服を収納すると、今度は机に向かった。ノートを1冊取出し、シャープペンを手に取った。まずは、頭を整理しようと考えた。
明日は、水無の服を着て、水無のふりをして、先輩たちに会いに行くことになる。いろいろ考えたが、やはり、水無を彼らに会わせるのは避けたい。彼女は、自分にとってたったひとりの姉なのだ。いっそ、こんなことは無視するのも良いかと思ったが、やめた。クラスメートがどうなろうと潤の知ったことではないが、あの先輩たちが、はいそうですかと諦めるとは思えなかった。思いついたら、気の済むまでやり通す。それが彼らだ。お気に召さなかった場合、どんな目に遭わされるかは、クラスメートの顔を見れば、一目瞭然だ。潤はシャープペンを走らせ、明日までにすることを書きだした。目下の難関は、水無に似せるだけの化粧品の使い方と、外出時に少なくとも水無とだけは遭遇せずに、家を出ること。化粧品の使い方は、一晩かけてでも、インターネットで調べたりしながら、練習して会得するつもりだ。水無と会わないようにするには、彼女の明日の予定を十分に把握する必要がある。潤は黙々と、ノートに向かい続けた。目覚まし時計の針の音が、うるさく感じられるような静寂が、長く続いた。遠くでは、豆腐屋のラッパの音が聞こえる。だんだんと涼しくなってきたのを察知したひぐらしたちが、その声を大きくしていく。窓の外では、真っ赤に膨らんだ陽が、今にも落ちようとしていた。

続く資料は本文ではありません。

//! PostgreSQL repository for the Inventory Authority.
//!
//! Grounded on the teacher's `crates/repository`: traits exposing both a
//! pool-backed and a transaction-scoped entry point per operation, raw SQL
//! via `tokio_postgres`. The conditional `UPDATE ... WHERE quantity >= $n`
//! in [`PgInventoryRepository::decrease_tx`] is the one piece of SQL this
//! whole workspace depends on for correctness under concurrency.

use apperror::AppError;
use async_trait::async_trait;
use chrono::Utc;
use deadpool_postgres::Pool;
use model::{DeductionLog, InventoryRecord};
use tokio_postgres::error::SqlState;
use tokio_postgres::Transaction;

fn is_unique_violation(err: &tokio_postgres::Error) -> bool {
    err.code() == Some(&SqlState::UNIQUE_VIOLATION)
}

/// Outcome of a conditional decrement attempt.
pub enum DecreaseOutcome {
    Applied,
    InsufficientStock,
    NotFound,
}

#[async_trait]
pub trait InventoryRepository: Send + Sync {
    async fn get_by_sku(&self, sku: &str) -> Result<InventoryRecord, AppError>;
    async fn list(&self, product_id: Option<&str>) -> Result<Vec<InventoryRecord>, AppError>;
    async fn create(&self, record: &InventoryRecord) -> Result<(), AppError>;
    async fn deduction_log_exists(&self, request_id: &str) -> Result<bool, AppError>;

    /// Begins a transaction, attempts the conditional decrement and the
    /// deduction-log insert, and commits. Returns `Ok(Applied)` only if both
    /// effects are durable; any other outcome leaves no trace.
    async fn decrease(
        &self,
        request_id: &str,
        order_id: &str,
        sku: &str,
        trace_id: &str,
        quantity: i64,
    ) -> Result<DecreaseOutcome, AppError>;

    async fn increase(&self, sku: &str, quantity: i64, trace_id: &str) -> Result<(), AppError>;
}

pub struct PgInventoryRepository {
    pool: Pool,
}

impl PgInventoryRepository {
    pub fn new(pool: Pool) -> Self {
        Self { pool }
    }

    async fn decrease_tx(
        tx: &Transaction<'_>,
        sku: &str,
        quantity: i64,
    ) -> Result<DecreaseOutcome, AppError> {
        let updated = tx
            .execute(
                "UPDATE inventories SET quantity = quantity - $2 WHERE sku = $1 AND quantity >= $2",
                &[&sku, &quantity],
            )
            .await?;
        if updated == 1 {
            return Ok(DecreaseOutcome::Applied);
        }
        let exists = tx
            .query_opt("SELECT 1 FROM inventories WHERE sku = $1", &[&sku])
            .await?;
        if exists.is_none() {
            Ok(DecreaseOutcome::NotFound)
        } else {
            Ok(DecreaseOutcome::InsufficientStock)
        }
    }

    async fn insert_deduction_log_tx(
        tx: &Transaction<'_>,
        log: &DeductionLog,
    ) -> Result<(), tokio_postgres::Error> {
        tx.execute(
            "INSERT INTO inventory_deduction_logs (request_id, order_id, sku, trace_id, quantity, created_at)
             VALUES ($1, $2, $3, $4, $5, $6)",
            &[
                &log.request_id,
                &log.order_id,
                &log.sku,
                &log.trace_id,
                &log.quantity,
                &log.created_at,
            ],
        )
        .await?;
        Ok(())
    }
}

#[async_trait]
impl InventoryRepository for PgInventoryRepository {
    async fn get_by_sku(&self, sku: &str) -> Result<InventoryRecord, AppError> {
        let client = self.pool.get().await?;
        let row = client
            .query_opt(
                "SELECT sku, product_id, quantity FROM inventories WHERE sku = $1",
                &[&sku],
            )
            .await?;
        match row {
            Some(row) => Ok(InventoryRecord {
                sku: row.get("sku"),
                product_id: row.get("product_id"),
                quantity: row.get("quantity"),
            }),
            None => Err(AppError::not_found(format!("sku '{sku}' not found"))),
        }
    }

    async fn list(&self, product_id: Option<&str>) -> Result<Vec<InventoryRecord>, AppError> {
        let client = self.pool.get().await?;
        let rows = match product_id {
            Some(pid) => {
                client
                    .query(
                        "SELECT sku, product_id, quantity FROM inventories WHERE product_id = $1 ORDER BY sku",
                        &[&pid],
                    )
                    .await?
            }
            None => {
                client
                    .query(
                        "SELECT sku, product_id, quantity FROM inventories ORDER BY sku",
                        &[],
                    )
                    .await?
            }
        };
        Ok(rows
            .into_iter()
            .map(|row| InventoryRecord {
                sku: row.get("sku"),
                product_id: row.get("product_id"),
                quantity: row.get("quantity"),
            })
            .collect())
    }

    async fn create(&self, record: &InventoryRecord) -> Result<(), AppError> {
        let client = self.pool.get().await?;
        let result = client
            .execute(
                "INSERT INTO inventories (sku, product_id, quantity) VALUES ($1, $2, $3)",
                &[&record.sku, &record.product_id, &record.quantity],
            )
            .await;
        match result {
            Ok(_) => Ok(()),
            Err(err) if is_unique_violation(&err) => {
                Err(AppError::conflict(format!("sku '{}' already exists", record.sku)))
            }
            Err(err) => Err(err.into()),
        }
    }

    async fn deduction_log_exists(&self, request_id: &str) -> Result<bool, AppError> {
        let client = self.pool.get().await?;
        let row = client
            .query_opt(
                "SELECT 1 FROM inventory_deduction_logs WHERE request_id = $1",
                &[&request_id],
            )
            .await?;
        Ok(row.is_some())
    }

    async fn decrease(
        &self,
        request_id: &str,
        order_id: &str,
        sku: &str,
        trace_id: &str,
        quantity: i64,
    ) -> Result<DecreaseOutcome, AppError> {
        let mut client = self.pool.get().await?;
        let tx = client.transaction().await?;

        let outcome = Self::decrease_tx(&tx, sku, quantity).await?;
        if !matches!(outcome, DecreaseOutcome::Applied) {
            return Ok(outcome);
        }

        let log = DeductionLog {
            request_id: request_id.to_string(),
            order_id: order_id.to_string(),
            sku: sku.to_string(),
            trace_id: trace_id.to_string(),
            quantity,
            created_at: Utc::now(),
        };
        if let Err(err) = Self::insert_deduction_log_tx(&tx, &log).await {
            if is_unique_violation(&err) {
                // Lost the idempotency race: another attempt with the same
                // request_id committed first. The decrement we just made
                // will be rolled back when `tx` drops without a commit.
                return Err(AppError::conflict("duplicate request_id"));
            }
            return Err(err.into());
        }

        tx.commit().await?;
        Ok(DecreaseOutcome::Applied)
    }

    async fn increase(&self, sku: &str, quantity: i64, _trace_id: &str) -> Result<(), AppError> {
        let client = self.pool.get().await?;
        let updated = client
            .execute(
                "UPDATE inventories SET quantity = quantity + $2 WHERE sku = $1",
                &[&sku, &quantity],
            )
            .await?;
        if updated == 0 {
            return Err(AppError::not_found(format!("sku '{sku}' not found")));
        }
        Ok(())
    }
}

ノートの3ページ分が埋まったところで一息吐くと、母親が呼ぶ声がした。夕飯だ。潤はもう一度、ベッド下の段ボールに目をやってから、ダイニングへ降りて行った。
ダイニングでは、母親が取り皿を並べているところだった。取り皿はふたり分。おや、と潤は思った。
「みーちゃんは、おばあちゃんと食べるんですって。離れに持って行ったわよ」
みーちゃんとは、水無のあだ名だ。その言葉を聞いて、ひそかにほっと胸をなでおろした。今日外出されると、非常に面倒だ。彼らに見つからなければいいが、どこに彼らの目があるかわからない。潤は、そう、とだけ言って、食卓に着いた。母親と話すことは、特にない。母親も、潤よりは水無を好いているようだった。テレビの音量を上げると、母親も席に着き、無言の夕食がはじまった。コロッケは味がしないように感じたが、きっと気のせいだろうと思った。